Прежде Дмитрий Набоков склонялся к тому, чтобы, повинуясь воле гениального отца, сжечь его неоконченный роман «Оригинал Лауры». Однако месяц назад он внезапно сообщил о своем намерении издать рукопись, которая более трех десятилетий хранилась в сейфе швейцарского банка. Голос отца, который порой оживает в Дмитрии, недавно зазвучал снова и, по словам сына, дал согласие на публикацию. Izvestia.ru удалось взять интервью у Дмитрия Владимировича Набокова и приподнять завесу тайны над «Лаурой».
В литературных кругах ждут сенсации. Французская газета «Монд» поспешила назвать неизвестную книгу Набокова «бомбой замедленного действия». Вокруг еще не опубликованной «Лауры» уже скрестили шпаги литераторы. Известный драматург Том Стоппард просит Дмитрия Набокова предать ее огню, а лауреат Букеровской премии писатель Джон Банвилл, напротив, взывает к «милосердию».
До сих пор неизвестно, где и когда выйдет в свет книга, которую пока читали от силы пять-шесть человек. Роман написан карандашом на 138 карточках. Возможно, будет факсимильное издание. Со слов сына Набокова, известно, что главный герой «Оригинала Лауры» — блестящий ученый Филипп Уайлд — очень толстый человек, который все чаще думает о смерти. Отчасти из-за отчаяния по поводу распутного поведения молодой жены... «Мастерство писателя достигает в этой книге новых высот», — утверждает Дмитрий Набоков, при этом особо оговаривая, что в романе нет ничего автобиографического.
— Разве вы не вынашивали идею уничтожить рукопись?

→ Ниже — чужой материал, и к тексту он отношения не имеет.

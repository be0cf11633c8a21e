//! HolmImpulse single-file loader.
//!
//! One export holds every angle as a `;`-delimited column. The comment
//! header must carry a `Samplerate: <int>` line and a column-name row of
//! the form `## sample;<idx> (<angle>) ;…`; the parenthesized tokens are
//! the angle names.

use crate::{Error, FormatLoader, LoadOutcome, Result};
use polarmap_core::Measurement;
use regex::Regex;
use std::fs;
use std::path::PathBuf;
use std::sync::OnceLock;
use tracing::debug;

/// Loads a single HolmImpulse text export holding many angle columns.
#[derive(Debug, Clone)]
pub struct HolmLoader {
    file: PathBuf,
}

impl HolmLoader {
    /// Create a loader for `file`.
    pub fn new(file: impl Into<PathBuf>) -> Self {
        Self { file: file.into() }
    }
}

fn angle_name_pattern() -> &'static Regex {
    static PATTERN: OnceLock<Regex> = OnceLock::new();
    PATTERN.get_or_init(|| Regex::new(r"\(([^)]+)\)").unwrap())
}

impl FormatLoader for HolmLoader {
    fn load(&self) -> Result<LoadOutcome> {
        let text = fs::read_to_string(&self.file).map_err(|e| Error::io(&self.file, e))?;

        let mut sample_rate: Option<u32> = None;
        let mut angles: Option<Vec<f64>> = None;
        for line in text.lines().filter(|l| l.starts_with('#')) {
            if let Some(rest) = line.split("Samplerate:").nth(1) {
                sample_rate = rest.split_whitespace().next().and_then(|v| v.parse().ok());
            }
            if line.starts_with("##") && line.contains("sample;") {
                let parsed: Option<Vec<f64>> = angle_name_pattern()
                    .captures_iter(line)
                    .map(|c| c[1].trim().parse::<f64>().ok())
                    .collect();
                angles = parsed;
            }
        }
        let sample_rate = sample_rate.ok_or(Error::MissingHeader {
            path: self.file.clone(),
            what: "a 'Samplerate:' header line",
        })?;
        let angles = angles.ok_or(Error::MissingHeader {
            path: self.file.clone(),
            what: "a '## sample' column-name row",
        })?;

        // one sample column per angle, the leading column is the sample index
        let mut columns: Vec<Vec<f64>> = vec![Vec::new(); angles.len()];
        for line in text
            .lines()
            .filter(|l| !l.starts_with('#') && !l.trim().is_empty())
        {
            for (slot, field) in columns.iter_mut().zip(line.split(';').skip(1)) {
                let value = field.trim().parse::<f64>().map_err(|_| {
                    Error::malformed(&self.file, format!("bad sample value '{}'", field.trim()))
                })?;
                slot.push(value);
            }
        }

        let mut outcome = LoadOutcome::default();
        for (angle, samples) in angles.into_iter().zip(columns) {
            debug!(
                target: "polarmap::io",
                "holm column at {}deg: {} samples", angle, samples.len()
            );
            outcome
                .measurements
                .push(Measurement::new(format!("H{angle}"), angle, 0.0, sample_rate, samples));
        }
        outcome.loaded.push(self.file.clone());
        outcome.sort_by_angle();
        Ok(outcome)
    }
}
//! Core data model for loudspeaker polar (directivity) measurement analysis.
//!
//! This crate provides the leaf entities shared across the polarmap
//! workspace:
//!
//! - [`measurement`] - One impulse response per angle, with gate state and
//!   an FFT cache
//! - [`window`] - Gate window specs, window coefficient generation, and the
//!   composite asymmetric gate builder
//! - [`data`] - Immutable derived value objects (complex frequency data,
//!   xy series)
//! - [`modal`] - Parameters for the spatial modal fit
//! - [`smoothing`] - Fractional-octave / critical-band smoothing selector
//! - [`event`] - Typed lifecycle events and the change notification bus
//!
//! Measurements are owned exclusively by the analysis orchestrator (in
//! `polarmap-analysis`); everything handed to consumers is an owned value
//! object, so redraw code never races a recompute.

pub mod data;
pub mod event;
pub mod measurement;
pub mod modal;
pub mod smoothing;
pub mod window;

pub use data::{ComplexFrequencyData, ContourData, PolarSlice, XyData};
pub use event::{Event, EventKind, EventSink, NotificationBus};
pub use measurement::{FrequencyResponse, Measurement};
pub use modal::ModalParameters;
pub use smoothing::{SmoothingType, UnknownSmoothingType};
pub use window::{GatePair, WindowSpec, WindowType, build_gate};
//! Smoothing selector for log-spaced magnitude data.

use serde::{Deserialize, Serialize};
use std::fmt;
use std::str::FromStr;
use thiserror::Error;

/// Smoothing algorithms applied to log-spaced magnitude data.
#[derive(Debug, Clone, Copy, PartialEq, Eq, Serialize, Deserialize)]
pub enum SmoothingType {
    /// 1/3 octave boxcar.
    OneThirdOctave,
    /// 1/6 octave boxcar.
    OneSixthOctave,
    /// 1/12 octave boxcar.
    OneTwelfthOctave,
    /// Critical bands after Zwicker (Bark scale widths).
    CriticalBandZwicker,
    /// Critical bands after Moore (ERB widths).
    CriticalBandMoore,
    /// Narrow fixed-width smoothing.
    Narrow,
}

impl SmoothingType {
    /// All supported types, in display order.
    pub const ALL: [SmoothingType; 6] = [
        SmoothingType::OneThirdOctave,
        SmoothingType::OneSixthOctave,
        SmoothingType::OneTwelfthOctave,
        SmoothingType::CriticalBandZwicker,
        SmoothingType::CriticalBandMoore,
        SmoothingType::Narrow,
    ];
}

impl fmt::Display for SmoothingType {
    fn fmt(&self, f: &mut fmt::Formatter<'_>) -> fmt::Result {
        let name = match self {
            SmoothingType::OneThirdOctave => "1/3 Octave",
            SmoothingType::OneSixthOctave => "1/6 Octave",
            SmoothingType::OneTwelfthOctave => "1/12 Octave",
            SmoothingType::CriticalBandZwicker => "CB Zwicker",
            SmoothingType::CriticalBandMoore => "CB Moore",
            SmoothingType::Narrow => "Narrow",
        };
        f.write_str(name)
    }
}

/// Rejection of a smoothing name that does not match any supported type.
#[derive(Debug, Clone, PartialEq, Eq, Error)]
#[error("unknown smoothing type: {0}")]
pub struct UnknownSmoothingType(pub String);

impl FromStr for SmoothingType {
    type Err = UnknownSmoothingType;

    fn from_str(s: &str) -> Result<Self, Self::Err> {
        SmoothingType::ALL
            .iter()
            .find(|t| t.to_string() == s)
            .copied()
            .ok_or_else(|| UnknownSmoothingType(s.to_string()))
    }
}

#[cfg(test)]
mod tests {
    use super::*;

    #[test]
    fn display_names_round_trip() {
        for t in SmoothingType::ALL {
            assert_eq!(t.to_string().parse::<SmoothingType>(), Ok(t));
        }
    }

    #[test]
    fn unknown_name_is_rejected() {
        let err = "1/24 Octave".parse::<SmoothingType>().unwrap_err();
        assert_eq!(err.to_string(), "unknown smoothing type: 1/24 Octave");
    }
}
//! Transform kernel and analysis orchestration for polar measurements.
//!
//! The pipeline runs gate -> FFT -> log resample -> modal fit -> polar
//! reconstruction, orchestrated by [`AnalysisModel`] over a [`Kernel`]
//! implementation:
//!
//! - [`fft`] - pow2-padded real FFT to a half spectrum
//! - [`resample`] - linear-to-log frequency resampling
//! - [`spatial`] - modal decomposition, polar reconstruction, and the power
//!   quadrature
//! - [`smooth`] - fractional-octave and critical-band smoothing
//! - [`kernel`] - the [`Kernel`] seam and the default [`DspKernel`]
//! - [`orchestrator`] - the staged analysis state machine
//!
//! All kernel calls are synchronous and serialized through `&mut self` on
//! the orchestrator; consumers observe progress through the notification
//! bus and pull owned value objects afterwards.

pub mod fft;
pub mod kernel;
pub mod orchestrator;
pub mod resample;
pub mod smooth;
pub mod spatial;

pub use kernel::{DspKernel, Kernel, KernelError};
pub use orchestrator::{AnalysisModel, AnalysisStage, DataSource};
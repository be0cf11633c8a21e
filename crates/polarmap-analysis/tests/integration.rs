//! End-to-end pipeline scenarios over the default kernel.

use polarmap_analysis::{AnalysisModel, AnalysisStage, DataSource, DspKernel, KernelError};
use polarmap_core::{
    Event, EventKind, EventSink, FrequencyResponse, GatePair, Measurement, ModalParameters,
    SmoothingType, WindowSpec, WindowType,
};
use std::cell::RefCell;
use std::rc::Rc;

fn synthetic_ir(h: f64) -> Measurement {
    let mut samples = vec![0.0; 2048];
    samples[200] = 1.0;
    // a touch of decay so the gate has something to taper
    samples[201] = 0.4;
    samples[202] = 0.1;
    Measurement::new(format!("ir_H{h}"), h, 0.0, 48000, samples)
}

fn loaded_model() -> AnalysisModel<DspKernel> {
    let mut model = AnalysisModel::new(DspKernel);
    model.load(vec![synthetic_ir(-30.0), synthetic_ir(0.0), synthetic_ir(30.0)]);
    model
}

fn default_gate() -> GatePair {
    GatePair::new(
        WindowSpec::new(150, WindowType::Tukey, 25),
        WindowSpec::new(1200, WindowType::Tukey, 25),
    )
}

#[test]
fn end_to_end_frequency_analysis() {
    let mut model = loaded_model();
    assert_eq!(model.stage(), AnalysisStage::Loaded);

    let gate = model.default_gate().expect("measurements are loaded");
    assert!(gate.left.position < gate.right.position);
    model.analyse(&gate);

    assert_eq!(model.stage(), AnalysisStage::FrequencyAnalysed);
    let data = model.complex_data(DataSource::Measured).unwrap();
    assert_eq!(data.len(), 3);
    for d in data {
        assert!(!d.frequencies.is_empty());
        for pair in d.frequencies.windows(2) {
            assert!(pair[1] > pair[0], "frequency axis must be strictly increasing");
        }
    }
    assert!(model.power_response().is_some());
    assert!(model.directivity_index().is_some());
}

#[test]
fn analyse_is_idempotent() {
    let mut model = loaded_model();
    let gate = default_gate();
    model.analyse(&gate);
    let first = model.magnitude_data(DataSource::Measured);
    let first_power = model.power_response();

    model.analyse(&gate);
    assert_eq!(model.magnitude_data(DataSource::Measured), first);
    assert_eq!(model.power_response(), first_power);
}

#[test]
fn geometry_failure_leaves_previous_caches_intact() {
    let mut model = loaded_model();
    model.analyse(&default_gate());
    let before: Vec<_> = model
        .complex_data(DataSource::Measured)
        .unwrap()
        .to_vec();

    model.set_modal_parameters(ModalParameters {
        driver_radius_m: 0.5,
        box_radius_m: 0.3,
        ..ModalParameters::default()
    });
    let err = model.analyse_modal().unwrap_err();
    assert!(matches!(err, KernelError::Geometry { .. }));

    assert_eq!(model.stage(), AnalysisStage::FrequencyAnalysed);
    assert_eq!(model.complex_data(DataSource::Measured).unwrap(), &before[..]);
    assert!(model.complex_data(DataSource::Modal).is_none());
}

#[test]
fn modal_analysis_reconstructs_the_angular_grid() {
    let mut model = loaded_model();
    model.analyse(&default_gate());
    model.analyse_modal().unwrap();

    assert_eq!(model.stage(), AnalysisStage::ModalAnalysed);
    let modal = model.complex_data(DataSource::Modal).unwrap();
    // every 2 degrees from 0 to 180 inclusive
    assert_eq!(modal.len(), 91);
    assert_eq!(modal[0].angle, 0.0);
    assert_eq!(modal[90].angle, 180.0);
    assert_eq!(modal[1].display_name, "modal 2");
    assert_eq!(modal[0].frequencies, model.complex_data(DataSource::Measured).unwrap()[0].frequencies);
}

#[test]
fn modal_parameter_edits_mark_the_modal_stage_stale() {
    let mut model = loaded_model();
    model.analyse(&default_gate());
    model.analyse_modal().unwrap();
    assert_eq!(model.stage(), AnalysisStage::ModalAnalysed);

    model.set_modal_parameters(ModalParameters {
        coefficient_count: 8,
        ..ModalParameters::default()
    });
    assert_eq!(model.stage(), AnalysisStage::FrequencyAnalysed);
    assert!(model.complex_data(DataSource::Modal).is_none());
    // the frequency stage stayed valid
    assert!(model.complex_data(DataSource::Measured).is_some());

    model.analyse_modal().unwrap();
    assert_eq!(model.stage(), AnalysisStage::ModalAnalysed);
}

#[test]
fn smoothing_changes_the_read_not_the_cache() {
    let mut model = loaded_model();
    model.analyse(&default_gate());
    let raw = model.magnitude_data(DataSource::Measured);

    model.set_smoothing(Some(SmoothingType::OneThirdOctave));
    let smoothed = model.magnitude_data(DataSource::Measured);
    assert_eq!(smoothed.len(), raw.len());
    // cached complex data is untouched by a smoothing change
    assert_eq!(model.stage(), AnalysisStage::FrequencyAnalysed);

    model.set_smoothing(None);
    assert_eq!(model.magnitude_data(DataSource::Measured), raw);
}

#[test]
fn normalisation_zeroes_the_reference_curve() {
    let mut model = loaded_model();
    model.analyse(&default_gate());
    model.set_normalisation(true, 0.0);

    let data = model.magnitude_data(DataSource::Measured);
    let reference = data.iter().find(|d| d.angle == 0.0).unwrap();
    assert!(reference.y.iter().all(|&y| y.abs() < 1e-9));
}

#[test]
fn frequency_domain_measurements_pass_through() {
    let mut model = AnalysisModel::new(DspKernel);
    model.load(vec![Measurement::from_response(
        "NFS",
        0.0,
        0.0,
        FrequencyResponse {
            freqs: vec![100.0, 1000.0, 10_000.0],
            spl: vec![80.0, 86.0, 83.0],
        },
    )]);
    model.analyse(&default_gate());

    let data = model.magnitude_data(DataSource::Measured);
    assert_eq!(data.len(), 1);
    assert_eq!(data[0].x, vec![100.0, 1000.0, 10_000.0]);
    for (got, want) in data[0].y.iter().zip([80.0, 86.0, 83.0]) {
        assert!((got - want).abs() < 1e-9);
    }
}

#[test]
fn polar_slice_picks_the_nearest_frequency() {
    let mut model = loaded_model();
    model.analyse(&default_gate());
    let slice = model.polar_slice(DataSource::Measured, 1000.0).unwrap();
    assert_eq!(slice.theta.len(), 3);
    assert!((slice.freq - 1000.0).abs() / 1000.0 < 0.05);
}

#[test]
fn contour_grid_is_freqs_by_angles() {
    let mut model = loaded_model();
    model.analyse(&default_gate());
    let contour = model.contour_data(DataSource::Measured).unwrap();
    let bins = model.complex_data(DataSource::Measured).unwrap()[0]
        .frequencies
        .len();
    assert_eq!(contour.x.len(), bins * 3);
    assert_eq!(contour.y.len(), contour.x.len());
    assert_eq!(contour.z.len(), contour.x.len());
    assert_eq!(contour.y[0], -30.0);
    assert_eq!(contour.y[contour.y.len() - 1], 30.0);
}

struct Recorder {
    events: Rc<RefCell<Vec<EventKind>>>,
}

impl EventSink for Recorder {
    fn name(&self) -> &str {
        "recorder"
    }

    fn on_event(&mut self, event: Event) {
        self.events.borrow_mut().push(event.kind);
    }
}

#[test]
fn lifecycle_events_reach_registered_consumers() {
    let events = Rc::new(RefCell::new(Vec::new()));
    let mut model = AnalysisModel::new(DspKernel);
    model.register(Rc::new(RefCell::new(Recorder {
        events: events.clone(),
    })));

    model.load(vec![synthetic_ir(0.0)]);
    model.analyse(&default_gate());
    model.clear();

    assert_eq!(
        *events.borrow(),
        vec![EventKind::Loaded, EventKind::Analysed, EventKind::Cleared]
    );
    assert_eq!(model.stage(), AnalysisStage::Empty);
}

— Такой идеи я не вынашивал. Но я действительно сказал: если — и это большое «если» — мне придется подумать об уничтожении рукописи, то это будет результатом уроков, извлеченных мною из совершенно безумных и отвратительных комментариев, с которыми выступили некие литературоведы: Джоан, Пенни и индивидуум по имени Сентеруолл. Они выдвинули гипотезу, согласно которой, мой отец оказался жертвой сексуальных домогательств со стороны своего дяди, и «Лолита» представляет собой закодированное повествование этих событий. Или что, по их мнению, отец вступил в кровосмесительную связь с сестрой, что нашло отражение в «Аде»... И поэтому, чтобы уберечь ранимую «Лауру» от такого позора, я и думал о ее уничтожении.
— Страсти, вызванные будущей публикацией «Оригинала Луары», наверное, разгораются?
— Ажиотаж в значительной степени продолжается, а вместе с ним и идиотские домыслы. Например, утверждают, что «Лауры» вообще нет и что все это мистификация. Или что я попросил Мартина Эмиса (известного британского писателя) закончить книгу, перенеся действие в «лондонское подбрюшье». Самым комичным был фрагмент высказываний бывшего переводчика Набокова пиратских времен по фамилии Ильин, вставленный в интервью, которое я дал российскому телеканалу «Звезда». Утверждая, что он «говорил с кем-то, кто читал «Лауру» (скажите, умоляю, кто же это был?), он объявил, что книга не соответствует набоковскому уровню. Ильин выступил со всем этим жалким бредом, вероятно, потому, что знал: он никогда больше не будет переводчиком Набокова.
— Какие чувства вы испытывали, когда появилась на свет «Лолита»?
— С восторгом прочитал подписанное мне первое издание. Я не нашел ни малейшего намека на непристойность или аморальность, которую приписывали книге различные ханжи и те, кто ее не читал.
— Вы изучали литературу и право, но стали оперным певцом...
— Мне очень помогли история и литература, которые я изучал в Гарварде. Наряду с языками они должны быть основой образования каждого человека. Кроме того, в колледже я учился пению. Мне нравились философские аспекты права, и я был принят в Гарвардскую школу, однако, присмотревшись к профессии юриста, понял, что моя страсть к опере гораздо сильнее. Отец всегда, когда мог, приходил слушать мои выступления. Его любимой оперой была «Богема». И он присутствовал на моем дебюте, когда я выступал вместе с Паваротти.
— Вы перевели с русского на английский пять романов отца и больше ста рассказов и стихотворений; на итальянский — романы «Волшебник» и «Transparent Things» и два сборника рассказов... Чем, по-вашему, отличается хороший перевод?
— Умением приносить в жертву все остальное ради точности. Надо чувствовать музыку языка.